With Christmas approaching and Hanukkah starting tonight, the adults said they hoped to make students think beyond the annual blur of shopping and partygoing. "Wouldn't it be great if they went into the real world believing that everyone has the right to worship in the way they want to?" said Amy Buckingham, who teaches the comparative religion students.
At the cathedral, diffuse light tinted the students' faces as they heard about the 10,000 pieces of glass that went into one window and the 125 tons of bronze bells that hung above where they stood. They saw the painting of Halley's comet on a ceiling, stood beside the crypt where Helen Keller was buried with her teacher, Annie Sullivan, and heard about the small Darth Vader figure built on the outside of the cathedral.
As their school bus pulled up to the mosque, the girls pulled scarves over their heads (and checked to see whether they clashed with their Ugg boots). "I think I look stellar," said Jessie Parzow, 18, her blond hair falling forward from her scarf.
"This is my first time in a mosque, and I'm Muslim," said Fred Zahedinia, 17. He explained that his family is Iranian and "has some religion, but we're not religious." He had been to synagogues, however -- "lots of bar mitzvahs."
Inside, the students sat on intricate oriental carpets beside marble columns and watched mosque librarian Abassie Jarr-Koroma demonstrate how Muslims pray.

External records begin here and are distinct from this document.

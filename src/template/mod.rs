//! Scaffold processing engine
//!
//! This module contains the core template processing components:
//! - `operation`: Describes the filesystem effects of a run, for logging
//! - `processor`: Renders catalog entries and writes them under the target directory

pub mod operation;
pub mod processor;
//! Template rendering engine
//!
//! The module is structured as:
//! - `interface`: Core trait definitions for template rendering
//! - `minijinja`: MiniJinja-based implementation of the template renderer
//! - `filters`: Custom filters for template processing

pub mod filters;
pub mod interface;
pub mod minijinja;

pub use interface::TemplateRenderer;
pub use self::minijinja::MiniJinjaRenderer;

The Massachusetts Avenue mosque, built in the 1940s, is open to all Muslim sects and displays the flags of many predominantly Muslim countries outside.
"As a Muslim you are required to pray five times a day, unless you are insane, you are confused or the woman is going through the menses," Jarr-Koroma told them. "On any given day, people from 35 to 93 nations are worshiping here."
As he spoke, men trickled in for noon prayers. The imam called out "Allahu akbar" ("God is greatest"). After watching them kneel and rise in unison, the students quietly filed out and pulled on the shoes they had taken off before entering.
Back on the bus, Lebanese, Iraqi, Pakistani and Afghan students compared notes. This mosque was similar to ones they had seen in the Middle East, although a couple had seen one in Syria that was about the size of the cathedral.
"My dad says there's synagogues and churches in Iraq, and they're all beautiful," said Zohair Asmail, 14.
Jessie said she was surprised that the worshipers at the mosque did not all look Middle Eastern. "We didn't expect them to look African and Asian," she said.
At the next stop, she got another surprise. At the Orthodox synagogue her family attends, men and women are separated, and the Torah is never taken out of the ark unless special prayers are said first.
But Craig L. Sumberg, executive director of the Sixth & I synagogue, opened the scroll with no fanfare and said it had been written before World War II and rescued from the Holocaust.
Imad el-Amine, 14, whose longish hair tumbled out from his baseball cap, said he would have liked to have prayed at the mosque. He said his great-grandfathers were supreme ayatollahs in Lebanon and noted that men in his family wear black turbans to denote their ancestral connection to the prophet Muhammad.
Is that why his baseball cap was black? "No, that's nothing to do with it," he said. "It just looks cool."